The overall 7-year cumulative risk of explant was 4.81% (95% CI: 4.31–5.36%). Figure 2 shows the estimated probability of the device remaining implanted as a function of time with the corresponding confidence band.
Fig. 2.
Kaplan Meier estimate of time to MSA removal
Device size was significantly related (Chi-square P-value < 0.0001) to the likelihood of an explant, with the smallest size having the highest explant rate. See Table 3 for a summary of the device size and percentage of removal rate.
Table 3.
Device size and Removal rate
| Device size | Removal rate (%) |
|---|---|
| 13 beads | 3.5 |
| 14 beads | 2.4 |
| 15 beads | 1.7 |
| 16 beads | 1.5 |
| 17 beads | 1.3 |
The rate of explant also varied by implant year, with implants placed in 2015 having the highest explant rate (5.8%), while the explant rates of implants placed in 2013, 2014 and 2016 were in the 3–4% range with rates ≤2.1% for more recent years. No clinically meaningful difference in the explant rates between the US sites (2.1%) and OUS sites (2.8%) was observed.
Erosion rates
In the time period of the analysis, 27 devices were removed due to part of the device eroding through the esophageal wall and into the lumen. The cumulative risk of erosion at 7 years was 0.28% (95% CI: 0.17–0.46%).

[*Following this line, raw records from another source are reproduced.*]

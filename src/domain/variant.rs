use std::fmt;
use std::str::FromStr;

use super::AppError;

/// Environment variable carrying the release version.
pub const ENV_VERSION: &str = "VERSION";
/// Environment variable carrying the ARM64 checksum.
pub const ENV_SHA_ARM: &str = "SHA_ARM";
/// Environment variable carrying the x86-64 checksum.
pub const ENV_SHA_INTEL: &str = "SHA_INTEL";

/// Shape of the rendered cask.
///
/// `Dual` ships one download per architecture and is the current layout.
/// `Single` is the older Apple Silicon only cask.
#[derive(Debug, Clone, Copy, PartialEq, Eq, Default)]
pub enum CaskVariant {
    Single,
    #[default]
    Dual,
}

impl CaskVariant {
    pub const ALL: [CaskVariant; 2] = [CaskVariant::Dual, CaskVariant::Single];

    pub fn name(&self) -> &'static str {
        match self {
            CaskVariant::Single => "single",
            CaskVariant::Dual => "dual",
        }
    }

    /// Environment variables that must be present for this variant.
    pub fn required_env(&self) -> &'static [&'static str] {
        match self {
            CaskVariant::Single => &[ENV_VERSION, ENV_SHA_ARM],
            CaskVariant::Dual => &[ENV_VERSION, ENV_SHA_ARM, ENV_SHA_INTEL],
        }
    }

    /// Name of the embedded template rendering this variant.
    pub fn template_name(&self) -> &'static str {
        match self {
            CaskVariant::Single => "single.rb.j2",
            CaskVariant::Dual => "dual.rb.j2",
        }
    }
}

impl fmt::Display for CaskVariant {
    fn fmt(&self, f: &mut fmt::Formatter<'_>) -> fmt::Result {
        f.write_str(self.name())
    }
}

impl FromStr for CaskVariant {
    type Err = AppError;

    fn from_str(s: &str) -> Result<Self, Self::Err> {
        Self::ALL
            .into_iter()
            .find(|variant| variant.name().eq_ignore_ascii_case(s.trim()))
            .ok_or_else(|| AppError::InvalidVariant(s.to_string()))
    }
}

Table 4 represents the breakout of device sizes and how each size contributed to the erosion totals. The 13-bead devices comprised ~30% of the total number of erosions. While the overall number of erosions is small and device size was not available in seven cases, it is notable that size may appear to have a correlation to erosion with the smaller sizes (13 and 14 beads) making up 65% of the total where the device size was known.
Table 4.
Percentage of erosions relative to device size
| Device size | Device size percentage of sales† | Total erosions | Percentage of erosions (n/27) | Percentage of removals (n/609) | Time to removal, months (SD) |
|---|---|---|---|---|---|
| 13 beads | 14.1 | 8 | 29.6 | 1.3 | 26.7 (10.7) |
| 14 beads | 25.1 | 5 | 18.5 | 0.8 | 27.5 (16.2) |
| 15 beads | 27.1 | 2 | 7.4 | 0.3 | 27.6 (16.4) |
| 16 beads | 20.6 | 2 | 7.4 | 0.3 | 28.9 (NA) |
| 17 beads | 13.1 | 3 | 11.1 | 0.5 | 7.5 (1.6) |
| Unknown | — | 7 | 25.9 | 1.1 | NA |
| Total | 100.0 | 27 | 100.0 | 4.4 | 25.0 (12.9) |
†Sales utilization data used as surrogate for number of devices implanted.
NA = Not Applicable.
Given the low number of erosions overall, it was difficult to investigate other potential predictors associated with the risk of erosion.
Sizing trend
In the feasibility and pivotal studies, the most common implanted size was the 14-bead device, with 55% (21/38) and 46% (46/100) of the implants, respectively.8
Changes in clinical practice occurred over time, including the iterative sizing tool, are reflected in an increase in average device size from 14.2 ± 1.0 in 2013 to 15.3 ± 1.2 in 2019 (P < 0.001). Figure 3 shows the trend in device sizes sold over time. The 13- and 14-bead devices are trending downward, while the 16- and 17-bead devices are trending up. The 15-bead device remains relatively steady as the most implanted size, comprising ~27% of sales. Surgeons are finding that when using larger-sized devices, patients are experiencing adequate efficacy and less postoperative dysphagia.9,10,24
Fig. 3.
Sizing trend based upon device sales
DISCUSSION
The safety and efficacy of MSA have been well documented. To date, there have been over 55 peer-reviewed publications, including 2 RCTs, 8 meta-analyses, 30 cohort studies, 10 non-randomized comparative therapy outcome studies and 3 health economic studies. Three of these publications have focused entirely on the safety aspect of MSA.5,11,12
It is important to stress that this analysis includes only the current device design and available sizes, beginning in 2013. The objective is to inform on the safety profile of the currently available device. The publications on the removal and erosion rates referenced below do include all devices and designs, beginning with the feasibility study in 2007.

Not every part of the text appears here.